- **Task prompt**
Set down every entry once more, character for character.

- **Provided data**
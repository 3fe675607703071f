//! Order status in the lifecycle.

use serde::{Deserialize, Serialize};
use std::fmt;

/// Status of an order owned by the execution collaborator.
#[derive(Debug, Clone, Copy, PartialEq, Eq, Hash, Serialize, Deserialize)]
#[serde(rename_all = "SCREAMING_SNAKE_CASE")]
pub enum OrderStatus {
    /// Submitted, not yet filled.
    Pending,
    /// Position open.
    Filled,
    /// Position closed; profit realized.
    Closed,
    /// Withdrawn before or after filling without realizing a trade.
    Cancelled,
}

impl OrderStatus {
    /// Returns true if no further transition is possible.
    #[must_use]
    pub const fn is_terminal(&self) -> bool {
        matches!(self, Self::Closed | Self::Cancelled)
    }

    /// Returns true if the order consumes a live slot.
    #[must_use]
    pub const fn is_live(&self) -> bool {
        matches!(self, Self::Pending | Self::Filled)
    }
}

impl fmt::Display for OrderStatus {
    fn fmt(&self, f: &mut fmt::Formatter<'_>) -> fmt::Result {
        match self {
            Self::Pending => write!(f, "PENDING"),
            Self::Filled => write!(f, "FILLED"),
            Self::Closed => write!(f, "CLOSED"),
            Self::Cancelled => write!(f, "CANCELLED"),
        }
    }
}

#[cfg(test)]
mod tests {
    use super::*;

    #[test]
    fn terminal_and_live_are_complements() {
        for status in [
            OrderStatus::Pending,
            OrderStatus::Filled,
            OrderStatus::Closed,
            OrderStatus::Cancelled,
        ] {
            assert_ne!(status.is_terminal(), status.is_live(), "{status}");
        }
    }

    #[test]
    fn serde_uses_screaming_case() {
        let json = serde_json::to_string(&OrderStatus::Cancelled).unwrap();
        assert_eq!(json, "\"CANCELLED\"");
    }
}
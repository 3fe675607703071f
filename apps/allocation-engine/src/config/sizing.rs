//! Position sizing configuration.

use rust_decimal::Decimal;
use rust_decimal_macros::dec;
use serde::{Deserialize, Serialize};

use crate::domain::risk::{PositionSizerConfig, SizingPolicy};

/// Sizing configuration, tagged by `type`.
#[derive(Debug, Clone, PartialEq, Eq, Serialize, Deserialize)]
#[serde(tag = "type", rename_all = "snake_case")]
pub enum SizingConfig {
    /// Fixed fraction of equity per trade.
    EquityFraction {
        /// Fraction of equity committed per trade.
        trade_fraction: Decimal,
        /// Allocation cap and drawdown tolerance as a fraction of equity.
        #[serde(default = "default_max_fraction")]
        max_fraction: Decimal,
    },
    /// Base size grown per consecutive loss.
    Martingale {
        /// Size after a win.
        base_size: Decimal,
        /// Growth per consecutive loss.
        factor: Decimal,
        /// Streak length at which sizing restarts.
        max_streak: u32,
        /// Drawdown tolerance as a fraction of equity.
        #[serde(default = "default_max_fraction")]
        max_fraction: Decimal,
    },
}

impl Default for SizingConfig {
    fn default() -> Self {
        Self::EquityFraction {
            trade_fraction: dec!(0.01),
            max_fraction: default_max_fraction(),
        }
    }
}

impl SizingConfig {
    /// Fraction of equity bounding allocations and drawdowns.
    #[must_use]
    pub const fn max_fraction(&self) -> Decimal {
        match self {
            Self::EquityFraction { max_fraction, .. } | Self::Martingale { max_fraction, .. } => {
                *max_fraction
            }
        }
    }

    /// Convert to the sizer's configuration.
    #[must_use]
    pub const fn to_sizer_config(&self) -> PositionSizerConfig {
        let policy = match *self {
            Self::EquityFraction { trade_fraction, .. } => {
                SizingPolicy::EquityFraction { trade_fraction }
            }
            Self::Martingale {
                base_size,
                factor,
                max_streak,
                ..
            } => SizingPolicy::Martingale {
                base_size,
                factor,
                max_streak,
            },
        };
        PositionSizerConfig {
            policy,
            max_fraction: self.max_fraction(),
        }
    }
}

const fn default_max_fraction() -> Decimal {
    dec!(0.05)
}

- **Solution to the exercise**
repository 3fe675607703071f
//! Order status in the lifecycle.

use serde::{Deserialize, Serialize};
use std::fmt;

/// Status of an order owned by the execution collaborator.
#[derive(Debug, Clone, Copy, PartialEq, Eq, Hash, Serialize, Deserialize)]
#[serde(rename_all = "SCREAMING_SNAKE_CASE")]
pub enum OrderStatus {
    /// Submitted, not yet filled.
    Pending,
    /// Position open.
    Filled,
    /// Position closed; profit realized.
    Closed,
    /// Withdrawn before or after filling without realizing a trade.
    Cancelled,
}

impl OrderStatus {
    /// Returns true if no further transition is possible.
    #[must_use]
    pub const fn is_terminal(&self) -> bool {
        matches!(self, Self::Closed | Self::Cancelled)
    }

    /// Returns true if the order consumes a live slot.
    #[must_use]
    pub const fn is_live(&self) -> bool {
        matches!(self, Self::Pending | Self::Filled)
    }
}

impl fmt::Display for OrderStatus {
    fn fmt(&self, f: &mut fmt::Formatter<'_>) -> fmt::Result {
        match self {
            Self::Pending => write!(f, "PENDING"),
            Self::Filled => write!(f, "FILLED"),
            Self::Closed => write!(f, "CLOSED"),
            Self::Cancelled => write!(f, "CANCELLED"),
        }
    }
}

#[cfg(test)]
mod tests {
    use super::*;

    #[test]
    fn terminal_and_live_are_complements() {
        for status in [
            OrderStatus::Pending,
            OrderStatus::Filled,
            OrderStatus::Closed,
            OrderStatus::Cancelled,
        ] {
            assert_ne!(status.is_terminal(), status.is_live(), "{status}");
        }
    }

    #[test]
    fn serde_uses_screaming_case() {
        let json = serde_json::to_string(&OrderStatus::Cancelled).unwrap();
        assert_eq!(json, "\"CANCELLED\"");
    }
}
repository 3fe675607703071f
filename apps/allocation-engine/src/config/sizing.rs
//! Position sizing configuration.

use rust_decimal::Decimal;
use rust_decimal_macros::dec;
use serde::{Deserialize, Serialize};

use crate::domain::risk::{PositionSizerConfig, SizingPolicy};

/// Sizing configuration, tagged by `type`.
#[derive(Debug, Clone, PartialEq, Eq, Serialize, Deserialize)]
#[serde(tag = "type", rename_all = "snake_case")]
pub enum SizingConfig {
    /// Fixed fraction of equity per trade.
    EquityFraction {
        /// Fraction of equity committed per trade.
        trade_fraction: Decimal,
        /// Allocation cap and drawdown tolerance as a fraction of equity.
        #[serde(default = "default_max_fraction")]
        max_fraction: Decimal,
    },
    /// Base size grown per consecutive loss.
    Martingale {
        /// Size after a win.
        base_size: Decimal,
        /// Growth per consecutive loss.
        factor: Decimal,
        /// Streak length at which sizing restarts.
        max_streak: u32,
        /// Drawdown tolerance as a fraction of equity.
        #[serde(default = "default_max_fraction")]
        max_fraction: Decimal,
    },
}

impl Default for SizingConfig {
    fn default() -> Self {
        Self::EquityFraction {
            trade_fraction: dec!(0.01),
            max_fraction: default_max_fraction(),
        }
    }
}

impl SizingConfig {
    /// Fraction of equity bounding allocations and drawdowns.
    #[must_use]
    pub const fn max_fraction(&self) -> Decimal {
        match self {
            Self::EquityFraction { max_fraction, .. } | Self::Martingale { max_fraction, .. } => {
                *max_fraction
            }
        }
    }

    /// Convert to the sizer's configuration.
    #[must_use]
    pub const fn to_sizer_config(&self) -> PositionSizerConfig {
        let policy = match *self {
            Self::EquityFraction { trade_fraction, .. } => {
                SizingPolicy::EquityFraction { trade_fraction }
            }
            Self::Martingale {
                base_size,
                factor,
                max_streak,
                ..
            } => SizingPolicy::Martingale {
                base_size,
                factor,
                max_streak,
            },
        };
        PositionSizerConfig {
            policy,
            max_fraction: self.max_fraction(),
        }
    }
}

const fn default_max_fraction() -> Decimal {
    dec!(0.05)
}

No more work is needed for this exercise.